A fact table might contain either detail-level facts or facts that have been aggregated (fact tables that contain aggregated facts are often instead called summary tables).

Special care must be taken when handling ratios and percentages. One good design rule is to never store percentages or ratios in fact tables but only calculate these in the data access tool. Thus, only store the numerator and denominator in the fact table, which then can be aggregated, and the aggregated stored values can then be used for calculating the ratio or percentage in the data access tool.

In the real world, it is possible to have a fact table that contains no measures or facts. These tables are called "factless fact tables", or "junction tables".

The factless fact tables may be used for modeling many-to-many relationships or for capturing timestamps of events.

==Types of fact tables==
There are four fundamental measurement events, which characterize all fact tables.
- Transactional
A transactional table is the most basic and fundamental. The grain associated with a transactional fact table is usually specified as "one row per line in a transaction", e.g., every line on a receipt. Typically a transactional fact table holds data of the most detailed level, causing it to have a great number of dimensions associated with it.
- Periodic snapshots
The periodic snapshot, as the name implies, takes a "picture of the moment", where the moment could be any defined period of time, e.g. a performance summary of a salesman over the previous month. A periodic snapshot table is dependent on the transactional table, as it needs the detailed data held in the transactional fact table in order to deliver the chosen performance output.
- Accumulating snapshots
This type of fact table is used to show the activity of a process that has a well-defined beginning and end, e.g., the processing of an order. An order moves through specific steps until it is fully processed. As steps towards fulfilling the order are completed, the associated row in the fact table is updated. An accumulating snapshot table often has multiple date columns, each representing a milestone in the process. Therefore, it's important to have an entry in the associated date dimension that represents a placeholder for an unknown date, as many of the milestone dates are unknown at the time of the creation of the row.
- Temporal snapshots
By applying temporal database theory and modeling techniques the temporal snapshot fact table allows to have the equivalent of daily snapshots without really having daily snapshots. It introduces the concept of time Intervals into a fact table, allowing saving a lot of space, optimizing performances while allowing the end user to have the logical equivalent of the "picture of the moment" they are interested in.

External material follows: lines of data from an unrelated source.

impl CartRepository {
    /// Creates a new CartRepository.
    pub fn new(pool: SqlitePool) -> Self {
        CartRepository { pool }
    }

    /// Returns the user's active cart, creating one if none exists.
    ///
    /// ## Lazy Expiry
    /// An active cart whose `expires_at` has passed is marked abandoned
    /// here, and a fresh cart is created in its place. There is no
    /// background sweep for carts - an expired cart holds no inventory, so
    /// nothing is lost by leaving it until the user comes back.
    pub async fn get_or_create(&self, user_id: &str, ttl: Duration) -> DbResult<Cart> {
        let now = Utc::now();
        let mut tx = self.pool.begin().await?;

        let existing = sqlx::query_as::<_, CartRow>(&format!(
            "SELECT {CART_COLUMNS} FROM carts WHERE user_id = ?1 AND status = 'active'"
        ))
        .bind(user_id)
        .fetch_optional(&mut *tx)
        .await?;

        if let Some(row) = existing {
            if row.expires_at > now {
                let items = load_items(&mut tx, &row.id).await?;
                tx.commit().await?;
                return Ok(row.into_cart(items));
            }

            info!(cart_id = %row.id, user_id = %user_id, "Abandoning expired cart");
            sqlx::query("UPDATE carts SET status = 'abandoned', updated_at = ?2 WHERE id = ?1")
                .bind(&row.id)
                .bind(now)
                .execute(&mut *tx)
                .await?;
        }

        let cart = Cart {
            id: Uuid::new_v4().to_string(),
            user_id: user_id.to_string(),
            status: CartStatus::Active,
            items: Vec::new(),
            total_amount_cents: 0,
            total_items: 0,
            created_at: now,
            updated_at: now,
            expires_at: now + chrono::Duration::from_std(ttl).unwrap_or(chrono::Duration::hours(24)),
        };

        sqlx::query(
            r#"
            INSERT INTO carts (
                id, user_id, status, total_amount_cents, total_items,
                created_at, updated_at, expires_at
            ) VALUES (?1, ?2, 'active', 0, 0, ?3, ?4, ?5)
            "#,
        )
        .bind(&cart.id)
        .bind(&cart.user_id)
        .bind(cart.created_at)
        .bind(cart.updated_at)
        .bind(cart.expires_at)
        .execute(&mut *tx)
        .await?;

        tx.commit().await?;

        debug!(cart_id = %cart.id, user_id = %user_id, "Created new cart");
        Ok(cart)
    }

    /// Returns the user's active cart without creating one.
    pub async fn get_active(&self, user_id: &str) -> DbResult<Option<Cart>> {
        let row = sqlx::query_as::<_, CartRow>(&format!(
            "SELECT {CART_COLUMNS} FROM carts WHERE user_id = ?1 AND status = 'active'"
        ))
        .bind(user_id)
        .fetch_optional(&self.pool)
        .await?;

        match row {
            Some(row) => {
                let mut tx = self.pool.begin().await?;
                let items = load_items(&mut tx, &row.id).await?;
                tx.commit().await?;
                Ok(Some(row.into_cart(items)))
            }
            None => Ok(None),
        }
    }

    /// Gets a cart by ID regardless of status.
    pub async fn get_by_id(&self, cart_id: &str) -> DbResult<Option<Cart>> {
        let row = sqlx::query_as::<_, CartRow>(&format!(
            "SELECT {CART_COLUMNS} FROM carts WHERE id = ?1"
        ))
        .bind(cart_id)
        .fetch_optional(&self.pool)
        .await?;

        match row {
            Some(row) => {
                let mut tx = self.pool.begin().await?;
                let items = load_items(&mut tx, &row.id).await?;
                tx.commit().await?;
                Ok(Some(row.into_cart(items)))
            }
            None => Ok(None),
        }
    }

    /// Writes a line (insert or overwrite) and recomputes cart totals.
    ///
    /// The caller has already run the domain logic (caps, quantity
    /// accumulation, subtotal) in keyfront-core, so the stored quantity is
    /// set absolutely, not incremented. The UNIQUE(cart_id, sku_id) index
    /// plus the upsert keeps one row per SKU.
    pub async fn upsert_line(
        &self,
        cart_id: &str,
        item: &CartItem,
        ttl: Duration,
    ) -> DbResult<Cart> {
        let now = Utc::now();
        let mut tx = self.pool.begin().await?;

        sqlx::query(
            r#"
            INSERT INTO cart_items (
                id, cart_id, product_id, sku_id, name,
                price_cents, quantity, subtotal_cents, created_at
            ) VALUES (?1, ?2, ?3, ?4, ?5, ?6, ?7, ?8, ?9)
            ON CONFLICT (cart_id, sku_id) DO UPDATE SET
                quantity = excluded.quantity,
                subtotal_cents = excluded.subtotal_cents
            "#,
        )
        .bind(Uuid::new_v4().to_string())
        .bind(cart_id)
        .bind(&item.product_id)
        .bind(&item.sku_id)
        .bind(&item.name)
        .bind(item.price_cents)
        .bind(item.quantity)
        .bind(item.subtotal_cents)
        .bind(now)
        .execute(&mut *tx)
        .await?;

        let cart = finish_mutation(&mut tx, cart_id, now, ttl).await?;
        tx.commit().await?;

        debug!(
            cart_id = %cart_id,
            sku_id = %item.sku_id,
            quantity = item.quantity,
            total_cents = cart.total_amount_cents,
            "Cart line written"
        );
        Ok(cart)
    }

    /// Removes a line and recomputes cart totals.
    ///
    /// Missing-line is the caller's domain error; here a vanished row just
    /// means there is nothing to delete.
    pub async fn remove_line(&self, cart_id: &str, sku_id: &str, ttl: Duration) -> DbResult<Cart> {
        let now = Utc::now();
        let mut tx = self.pool.begin().await?;

        sqlx::query("DELETE FROM cart_items WHERE cart_id = ?1 AND sku_id = ?2")
            .bind(cart_id)
            .bind(sku_id)
            .execute(&mut *tx)
            .await?;

        let cart = finish_mutation(&mut tx, cart_id, now, ttl).await?;
        tx.commit().await?;

        debug!(cart_id = %cart_id, sku_id = %sku_id, "Cart line removed");
        Ok(cart)
    }

    /// Removes every line, leaving an empty active cart.
    pub async fn clear(&self, cart_id: &str, ttl: Duration) -> DbResult<Cart> {
        let now = Utc::now();
        let mut tx = self.pool.begin().await?;

        sqlx::query("DELETE FROM cart_items WHERE cart_id = ?1")
            .bind(cart_id)
            .execute(&mut *tx)
            .await?;

        let cart = finish_mutation(&mut tx, cart_id, now, ttl).await?;
        tx.commit().await?;

        info!(cart_id = %cart_id, "Cart cleared");
        Ok(cart)
    }

    /// Marks an active cart converted after a successful checkout.
    ///
    /// Guarded on `status = 'active'`: converting a cart that already left
    /// the active state is an error, never a silent overwrite.
    pub async fn mark_converted(&self, cart_id: &str) -> DbResult<()> {
        let now = Utc::now();

        let result = sqlx::query(
            "UPDATE carts SET status = 'converted', updated_at = ?2 \
             WHERE id = ?1 AND status = 'active'",
        )
        .bind(cart_id)
        .bind(now)
        .execute(&self.pool)
        .await?;

        if result.rows_affected() == 0 {
            return Err(DbError::not_found("Active cart", cart_id));
        }

        info!(cart_id = %cart_id, "Cart converted");
        Ok(())
    }
}
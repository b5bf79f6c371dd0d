//! # Keyfront API
//!
//! HTTP server for the Keyfront storefront engine.
//!
//! ## Architecture
//! ```text
//! ┌─────────────────────────────────────────────────────────────────────────┐
//! │                        Keyfront API Server                               │
//! │                                                                         │
//! │  Storefront ───► HTTP (8080) ───► axum handlers ───► keyfront-checkout  │
//! │                                        │                    │           │
//! │                                        │                    ▼           │
//! │                                        │              keyfront-db       │
//! │                                        │                    │           │
//! │                                        ▼                    ▼           │
//! │                                  ClaimReaper ────────► SQLite (WAL)     │
//! │                                  (background)                           │
//! └─────────────────────────────────────────────────────────────────────────┘
//! ```

use std::net::SocketAddr;
use std::sync::Arc;

use tracing::{error, info};
use tracing_subscriber::EnvFilter;

use keyfront_checkout::ClaimReaper;
use keyfront_db::{Database, DbConfig};

use keyfront_api::config::ApiConfig;
use keyfront_api::routes;
use keyfront_api::state::AppState;

#[tokio::main]
async fn main() -> Result<(), Box<dyn std::error::Error>> {
    // Initialize tracing; RUST_LOG overrides the default level.
    tracing_subscriber::fmt()
        .with_env_filter(
            EnvFilter::try_from_default_env().unwrap_or_else(|_| EnvFilter::new("info")),
        )
        .with_target(true)
        .init();

    info!("Starting Keyfront API server...");

    // Load configuration
    let config = ApiConfig::load()?;
    info!(
        port = config.port,
        database = %config.database_path,
        "Configuration loaded"
    );

    // Connect to database (runs migrations)
    let db = Arc::new(Database::new(DbConfig::new(&config.database_path)).await?);
    info!("Database ready");

    let checkout_config = Arc::new(config.checkout.clone());

    // Start the claim reaper
    let (reaper, reaper_handle) = ClaimReaper::new(db.clone(), checkout_config.clone());
    let reaper_task = tokio::spawn(reaper.run());
    info!("Claim reaper started");

    // Build the application
    let state = AppState::new(db.clone(), checkout_config);
    let app = routes::router(state);

    let addr: SocketAddr = format!("0.0.0.0:{}", config.port).parse()?;
    info!(%addr, "Listening");

    let listener = tokio::net::TcpListener::bind(addr).await?;
    axum::serve(listener, app)
        .with_graceful_shutdown(shutdown_signal())
        .await?;

    // Stop background work before closing the pool.
    if let Err(e) = reaper_handle.shutdown().await {
        error!(error = %e, "Failed to signal reaper shutdown");
    }
    if let Err(e) = reaper_task.await {
        error!(error = %e, "Reaper task panicked");
    }
    db.close().await;

    info!("Keyfront API stopped");
    Ok(())
}

/// Resolves on Ctrl+C or SIGTERM.
async fn shutdown_signal() {
    let ctrl_c = async {
        if let Err(e) = tokio::signal::ctrl_c().await {
            error!(error = %e, "Failed to install Ctrl+C handler");
        }
    };

    #[cfg(unix)]
    let terminate = async {
        match tokio::signal::unix::signal(tokio::signal::unix::SignalKind::terminate()) {
            Ok(mut signal) => {
                signal.recv().await;
            }
            Err(e) => error!(error = %e, "Failed to install SIGTERM handler"),
        }
    };

    #[cfg(not(unix))]
    let terminate = std::future::pending::<()>();

    tokio::select! {
        _ = ctrl_c => info!("Received Ctrl+C"),
        _ = terminate => info!("Received SIGTERM"),
    }
}
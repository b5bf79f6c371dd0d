//! Library surface of the Keyfront API, exposed so integration tests can
//! build the router against a throwaway database.

pub mod config;
pub mod error;
pub mod routes;
pub mod state;

pub use config::ApiConfig;
pub use error::{ApiError, ApiResult};
pub use routes::router;
pub use state::{AppState, UserId};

=== Steps in designing a fact table ===
Kimball’s dimensional design follows four steps:
1. Select the business process to model (e.g., order entry, claims processing).
2. Declare the grain – define exactly what a single fact-table row represents; different grains must not be mixed in one table.
3. Identify the dimensions that apply to each fact-table row.
4. Identify the facts (measures) that are true to the declared grain.

After the grain is declared, choose an appropriate fact-table type (e.g., transaction, periodic snapshot, accumulating snapshot).
Measures in a fact table are commonly classified as:
- Additive – can be summed across all dimensions (e.g., sales amount).
- Semi-additive – additive across some dimensions but not others (e.g., account balance not additive across time).
- Non-additive – not summable across any dimension (e.g., ratios); typically computed in queries rather than stored.

Example (transaction grain, “one row per order line”):

SELECT d.calendar_date, SUM(f.sales_amount) AS daily_sales
FROM fact_sales f
JOIN dim_date d ON f.date_key = d.date_key
JOIN dim_product p ON f.product_key = p.product_key
WHERE p.category = 'Widgets'
GROUP BY d.calendar_date;

This aggregate remains valid because the measure is additive and the fact rows share a single declared grain.